Artificial Intelligence is the most trending technology overcoming all the challenges discussed so far. Machine Learning and Deep Learning are widely utilized in various computer chromatography, vision and imagery applications. AI can play behind the scenes role in safety of passengers through applications in baggage scanning.
AI and ML are iteratively integrated to improve safety, cost and travel convenience to the public. CV methods are used to improve safety of travel and efficiency of screening process. ML is successfully applied to anomaly detection and binary classification thus showing instances that are not expected. Dangerous checked baggage can be identified as an anomaly-detection problem. It is challenging to recognize the space of all possible dangerous baggage configurations and this is where ML enters as a problem solver. ML is leveraged for baggage screening by using X-ray data available form existing scanning capabilities. ML-enabled algorithm can be taught to detect various types of threats in checked bag through X-ray scanning. The algorithm finds actual threats with very high probability with minuscule false alarms. The operations of travel security administration creates large amount of data on daily basis including density and atomic number of objects in the bag. ML technology is trained to reduce false positive detection with labeled data. Simulated threats are generated for ML training that can be safely scanned through the machines and tagged as threats.

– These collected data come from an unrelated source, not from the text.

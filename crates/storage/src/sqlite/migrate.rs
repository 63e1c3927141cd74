use chrono::Utc;
use sqlx::SqlitePool;
use tracing::info;

use super::SqliteInitError;

/// Ordered schema versions. Each one runs in its own transaction and is
/// recorded in `schema_migrations`.
const MIGRATIONS: &[(i64, &[&str])] = &[(
    1,
    &[
        r"
        CREATE TABLE IF NOT EXISTS session_snapshots (
            session_id TEXT PRIMARY KEY,
            snapshot TEXT NOT NULL,
            saved_at TEXT NOT NULL
        )
        ",
        r"
        CREATE TABLE IF NOT EXISTS session_results (
            id INTEGER PRIMARY KEY,
            session_id TEXT NOT NULL,
            mode TEXT NOT NULL,
            score INTEGER NOT NULL CHECK (score BETWEEN 0 AND 100),
            total_questions INTEGER NOT NULL CHECK (total_questions >= 0),
            correct_answers INTEGER NOT NULL CHECK (correct_answers >= 0),
            max_score INTEGER NOT NULL CHECK (max_score >= 0),
            answered_count INTEGER NOT NULL CHECK (answered_count >= 0),
            time_spent_secs INTEGER NOT NULL CHECK (time_spent_secs >= 0),
            completed_at TEXT NOT NULL
        )
        ",
        r"
        CREATE INDEX IF NOT EXISTS idx_session_results_completed
            ON session_results (completed_at)
        ",
    ],
)];

pub async fn run_migrations(pool: &SqlitePool) -> Result<(), SqliteInitError> {
    sqlx::query(
        r"
        CREATE TABLE IF NOT EXISTS schema_migrations (
            version INTEGER PRIMARY KEY,
            applied_at TEXT NOT NULL
        )
        ",
    )
    .execute(pool)
    .await?;

    for &(version, statements) in MIGRATIONS {
        let applied = sqlx::query("SELECT 1 FROM schema_migrations WHERE version = ?1")
            .bind(version)
            .fetch_optional(pool)
            .await?
            .is_some();
        if applied {
            continue;
        }

        let mut tx = pool.begin().await?;
        for &statement in statements {
            sqlx::query(statement).execute(&mut *tx).await?;
        }
        sqlx::query(
            "INSERT INTO schema_migrations (version, applied_at) VALUES (?1, ?2)
             ON CONFLICT(version) DO NOTHING",
        )
        .bind(version)
        .bind(Utc::now())
        .execute(&mut *tx)
        .await?;
        tx.commit().await?;
        info!(version, "applied schema migration");
    }

    Ok(())
}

The past decade has seen dramatic improvements in ability of AI-ML to solve complex problems in various domains. A tailored ML model is a promising solution to the challenges in baggage scanning domain. The large amounts of data is readily available, which can be structured and organized to train the machines using improved computational resources and detect baggage threats- in some cases, better than humans. The obvious promise is the potential to address many challenging tasks more effectively and efficiently than can be done through human perception and cognition.